[Dataset entries]

.....

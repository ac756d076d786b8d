//! View-opening and page-loading controller methods

use crate::model::{Genre, ListingSource, MovieDetail, TmdbError};
use super::AppController;

/// How many movies the Home view keeps from the top rated listing.
pub const HOME_TOP_RATED_LIMIT: usize = 10;

impl AppController {
    /// Load the genre index shown in the sidebar. Runs once at startup.
    pub async fn load_genre_index(&self) {
        let model = self.model.lock().await;
        let Some(tmdb) = model.get_tmdb_client() else {
            return;
        };
        drop(model);

        match tmdb.movie_genres().await {
            Ok(genres) => {
                tracing::info!(count = genres.len(), "Loaded genre index");
                let model = self.model.lock().await;
                model.set_genres(genres).await;
            }
            Err(e) => {
                tracing::error!(error = %e, "Failed to load genre index");
                let model = self.model.lock().await;
                model.set_error(Self::format_error(&e)).await;
            }
        }
    }

    /// Open the Home view: paged popular movies plus a short top rated rail.
    pub async fn load_home(&self) {
        let model = self.model.lock().await;
        let Some(tmdb) = model.get_tmdb_client() else {
            return;
        };
        let ticket = model.show_home().await;
        drop(model);

        let (popular, top_rated) = futures::join!(
            tmdb.fetch_page(&ListingSource::Popular, ticket.page),
            tmdb.top_rated_movies(1),
        );

        let model = self.model.lock().await;
        match popular {
            Ok(page) => {
                tracing::info!(results = page.results.len(), "Loaded popular movies");
                model.apply_listing_page(ticket, page).await;
            }
            Err(e) => {
                tracing::error!(error = %e, "Failed to load popular movies");
                model.abort_listing_load(ticket).await;
                model.set_error(Self::format_error(&e)).await;
            }
        }
        match top_rated {
            Ok(page) => {
                let rail: Vec<_> = page
                    .results
                    .into_iter()
                    .take(HOME_TOP_RATED_LIMIT)
                    .collect();
                model.set_top_rated(rail).await;
            }
            Err(e) => {
                // The popular section still renders; just report the failure.
                tracing::error!(error = %e, "Failed to load top rated rail");
                model.set_error(Self::format_error(&e)).await;
            }
        }
    }

    /// Open a full paged listing for one of the browse entries.
    pub async fn open_listing(&self, title: &str, source: ListingSource) {
        let model = self.model.lock().await;
        let Some(tmdb) = model.get_tmdb_client() else {
            return;
        };
        let ticket = model.show_listing(title.to_string(), source.clone()).await;
        drop(model);

        let result = tmdb.fetch_page(&source, ticket.page).await;

        let model = self.model.lock().await;
        match result {
            Ok(page) => {
                tracing::info!(title, results = page.results.len(), "Loaded listing");
                model.apply_listing_page(ticket, page).await;
            }
            Err(e) => {
                tracing::error!(title, error = %e, "Failed to load listing");
                model.abort_listing_load(ticket).await;
                model.set_error(Self::format_error(&e)).await;
            }
        }
    }

    pub async fn perform_search(&self, query: &str) {
        tracing::debug!(query, "Performing search");
        let model = self.model.lock().await;
        let Some(tmdb) = model.get_tmdb_client() else {
            return;
        };
        // Fresh epoch before the fetch goes out: anything still in flight
        // for an older query will be dropped on arrival.
        let ticket = model.show_search(query.to_string()).await;
        model.set_active_section(crate::model::ActiveSection::MainContent).await;
        drop(model);

        let result = tmdb.search_movies(query, ticket.page).await;

        let model = self.model.lock().await;
        match result {
            Ok(page) => {
                tracing::info!(
                    query,
                    results = page.results.len(),
                    total_results = page.total_results,
                    "Search completed"
                );
                model.apply_listing_page(ticket, page).await;
            }
            Err(e) => {
                tracing::error!(query, error = %e, "Search failed");
                model.abort_listing_load(ticket).await;
                model.set_error(Self::format_error(&e)).await;
            }
        }
    }

    /// Open the discover listing for a genre picked in the sidebar.
    pub async fn open_genre(&self, genre: Genre) {
        tracing::debug!(genre_id = genre.id, genre = %genre.name, "Opening genre");
        let model = self.model.lock().await;
        let Some(tmdb) = model.get_tmdb_client() else {
            return;
        };
        let source = ListingSource::Genre { id: genre.id };
        let ticket = model.show_genre_movies(genre).await;
        model.set_active_section(crate::model::ActiveSection::MainContent).await;
        drop(model);

        let result = tmdb.fetch_page(&source, ticket.page).await;

        let model = self.model.lock().await;
        match result {
            Ok(page) => {
                model.apply_listing_page(ticket, page).await;
            }
            Err(e) => {
                tracing::error!(error = %e, "Failed to load genre movies");
                model.abort_listing_load(ticket).await;
                model.set_error(Self::format_error(&e)).await;
            }
        }
    }

    /// Fetch the next page of whatever listing the user is scrolling.
    ///
    /// Dispatch is serialized per listing: while one page is in flight,
    /// further triggers (auto or manual) return without doing anything.
    pub async fn load_next_page(&self) {
        let model = self.model.lock().await;
        let Some(tmdb) = model.get_tmdb_client() else {
            return;
        };
        let Some((ticket, source)) = model.claim_next_page().await else {
            return;
        };
        drop(model);

        tracing::debug!(page = ticket.page, "Loading next page");
        let result = tmdb.fetch_page(&source, ticket.page).await;

        let model = self.model.lock().await;
        match result {
            Ok(page) => {
                tracing::info!(
                    page = ticket.page,
                    loaded = page.results.len(),
                    "Loaded next page"
                );
                model.apply_listing_page(ticket, page).await;
            }
            Err(e) => {
                tracing::error!(page = ticket.page, error = %e, "Failed to load next page");
                model.abort_listing_load(ticket).await;
                model.set_error(Self::format_error(&e)).await;
            }
        }
    }

    /// Open the detail view for a movie: details and videos are fetched
    /// concurrently, each call standing on its own.
    pub async fn open_movie(&self, movie_id: u64) {
        let model = self.model.lock().await;
        let Some(tmdb) = model.get_tmdb_client() else {
            return;
        };
        model.show_movie_loading(movie_id).await;
        drop(model);

        let (details, videos) = futures::join!(
            tmdb.movie_details(movie_id),
            tmdb.movie_videos(movie_id),
        );

        // A failed video fetch degrades to an empty list; the detail page is
        // still worth showing.
        let videos = videos.unwrap_or_else(|e| {
            tracing::warn!(movie_id, error = %e, "Failed to load videos");
            Vec::new()
        });

        let model = self.model.lock().await;
        match details {
            Ok(movie) => {
                tracing::info!(movie_id = movie.id, title = %movie.title, "Loaded movie detail");
                model
                    .set_movie_detail(movie_id, Some(MovieDetail { movie, videos }))
                    .await;
            }
            Err(TmdbError::NotFound) => {
                tracing::warn!(movie_id, "Movie not found");
                model.set_movie_detail(movie_id, None).await;
            }
            Err(e) => {
                tracing::error!(movie_id, error = %e, "Failed to load movie detail");
                model.set_movie_detail(movie_id, None).await;
                model.set_error(Self::format_error(&e)).await;
            }
        }
    }
}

.....

Problem ▸
Retype the records in full, keeping every word as it is.

The completed task ▸
repository ac756d076d786b8d
//! View-opening and page-loading controller methods

use crate::model::{Genre, ListingSource, MovieDetail, TmdbError};
use super::AppController;

/// How many movies the Home view keeps from the top rated listing.
pub const HOME_TOP_RATED_LIMIT: usize = 10;

impl AppController {
    /// Load the genre index shown in the sidebar. Runs once at startup.
    pub async fn load_genre_index(&self) {
        let model = self.model.lock().await;
        let Some(tmdb) = model.get_tmdb_client() else {
            return;
        };
        drop(model);

        match tmdb.movie_genres().await {
            Ok(genres) => {
                tracing::info!(count = genres.len(), "Loaded genre index");
                let model = self.model.lock().await;
                model.set_genres(genres).await;
            }
            Err(e) => {
                tracing::error!(error = %e, "Failed to load genre index");
                let model = self.model.lock().await;
                model.set_error(Self::format_error(&e)).await;
            }
        }
    }

    /// Open the Home view: paged popular movies plus a short top rated rail.
    pub async fn load_home(&self) {
        let model = self.model.lock().await;
        let Some(tmdb) = model.get_tmdb_client() else {
            return;
        };
        let ticket = model.show_home().await;
        drop(model);

        let (popular, top_rated) = futures::join!(
            tmdb.fetch_page(&ListingSource::Popular, ticket.page),
            tmdb.top_rated_movies(1),
        );

        let model = self.model.lock().await;
        match popular {
            Ok(page) => {
                tracing::info!(results = page.results.len(), "Loaded popular movies");
                model.apply_listing_page(ticket, page).await;
            }
            Err(e) => {
                tracing::error!(error = %e, "Failed to load popular movies");
                model.abort_listing_load(ticket).await;
                model.set_error(Self::format_error(&e)).await;
            }
        }
        match top_rated {
            Ok(page) => {
                let rail: Vec<_> = page
                    .results
                    .into_iter()
                    .take(HOME_TOP_RATED_LIMIT)
                    .collect();
                model.set_top_rated(rail).await;
            }
            Err(e) => {
                // The popular section still renders; just report the failure.
                tracing::error!(error = %e, "Failed to load top rated rail");
                model.set_error(Self::format_error(&e)).await;
            }
        }
    }

    /// Open a full paged listing for one of the browse entries.
    pub async fn open_listing(&self, title: &str, source: ListingSource) {
        let model = self.model.lock().await;
        let Some(tmdb) = model.get_tmdb_client() else {
            return;
        };
        let ticket = model.show_listing(title.to_string(), source.clone()).await;
        drop(model);

        let result = tmdb.fetch_page(&source, ticket.page).await;

        let model = self.model.lock().await;
        match result {
            Ok(page) => {
                tracing::info!(title, results = page.results.len(), "Loaded listing");
                model.apply_listing_page(ticket, page).await;
            }
            Err(e) => {
                tracing::error!(title, error = %e, "Failed to load listing");
                model.abort_listing_load(ticket).await;
                model.set_error(Self::format_error(&e)).await;
            }
        }
    }

    pub async fn perform_search(&self, query: &str) {
        tracing::debug!(query, "Performing search");
        let model = self.model.lock().await;
        let Some(tmdb) = model.get_tmdb_client() else {
            return;
        };
        // Fresh epoch before the fetch goes out: anything still in flight
        // for an older query will be dropped on arrival.
        let ticket = model.show_search(query.to_string()).await;
        model.set_active_section(crate::model::ActiveSection::MainContent).await;
        drop(model);

        let result = tmdb.search_movies(query, ticket.page).await;

        let model = self.model.lock().await;
        match result {
            Ok(page) => {
                tracing::info!(
                    query,
                    results = page.results.len(),
                    total_results = page.total_results,
                    "Search completed"
                );
                model.apply_listing_page(ticket, page).await;
            }
            Err(e) => {
                tracing::error!(query, error = %e, "Search failed");
                model.abort_listing_load(ticket).await;
                model.set_error(Self::format_error(&e)).await;
            }
        }
    }

    /// Open the discover listing for a genre picked in the sidebar.
    pub async fn open_genre(&self, genre: Genre) {
        tracing::debug!(genre_id = genre.id, genre = %genre.name, "Opening genre");
        let model = self.model.lock().await;
        let Some(tmdb) = model.get_tmdb_client() else {
            return;
        };
        let source = ListingSource::Genre { id: genre.id };
        let ticket = model.show_genre_movies(genre).await;
        model.set_active_section(crate::model::ActiveSection::MainContent).await;
        drop(model);

        let result = tmdb.fetch_page(&source, ticket.page).await;

        let model = self.model.lock().await;
        match result {
            Ok(page) => {
                model.apply_listing_page(ticket, page).await;
            }
            Err(e) => {
                tracing::error!(error = %e, "Failed to load genre movies");
                model.abort_listing_load(ticket).await;
                model.set_error(Self::format_error(&e)).await;
            }
        }
    }

    /// Fetch the next page of whatever listing the user is scrolling.
    ///
    /// Dispatch is serialized per listing: while one page is in flight,
    /// further triggers (auto or manual) return without doing anything.
    pub async fn load_next_page(&self) {
        let model = self.model.lock().await;
        let Some(tmdb) = model.get_tmdb_client() else {
            return;
        };
        let Some((ticket, source)) = model.claim_next_page().await else {
            return;
        };
        drop(model);

        tracing::debug!(page = ticket.page, "Loading next page");
        let result = tmdb.fetch_page(&source, ticket.page).await;

        let model = self.model.lock().await;
        match result {
            Ok(page) => {
                tracing::info!(
                    page = ticket.page,
                    loaded = page.results.len(),
                    "Loaded next page"
                );
                model.apply_listing_page(ticket, page).await;
            }
            Err(e) => {
                tracing::error!(page = ticket.page, error = %e, "Failed to load next page");
                model.abort_listing_load(ticket).await;
                model.set_error(Self::format_error(&e)).await;
            }
        }
    }

    /// Open the detail view for a movie: details and videos are fetched
    /// concurrently, each call standing on its own.
    pub async fn open_movie(&self, movie_id: u64) {
        let model = self.model.lock().await;
        let Some(tmdb) = model.get_tmdb_client() else {
            return;
        };
        model.show_movie_loading(movie_id).await;
        drop(model);

        let (details, videos) = futures::join!(
            tmdb.movie_details(movie_id),
            tmdb.movie_videos(movie_id),
        );

        // A failed video fetch degrades to an empty list; the detail page is
        // still worth showing.
        let videos = videos.unwrap_or_else(|e| {
            tracing::warn!(movie_id, error = %e, "Failed to load videos");
            Vec::new()
        });

        let model = self.model.lock().await;
        match details {
            Ok(movie) => {
                tracing::info!(movie_id = movie.id, title = %movie.title, "Loaded movie detail");
                model
                    .set_movie_detail(movie_id, Some(MovieDetail { movie, videos }))
                    .await;
            }
            Err(TmdbError::NotFound) => {
                tracing::warn!(movie_id, "Movie not found");
                model.set_movie_detail(movie_id, None).await;
            }
            Err(e) => {
                tracing::error!(movie_id, error = %e, "Failed to load movie detail");
                model.set_movie_detail(movie_id, None).await;
                model.set_error(Self::format_error(&e)).await;
            }
        }
    }
}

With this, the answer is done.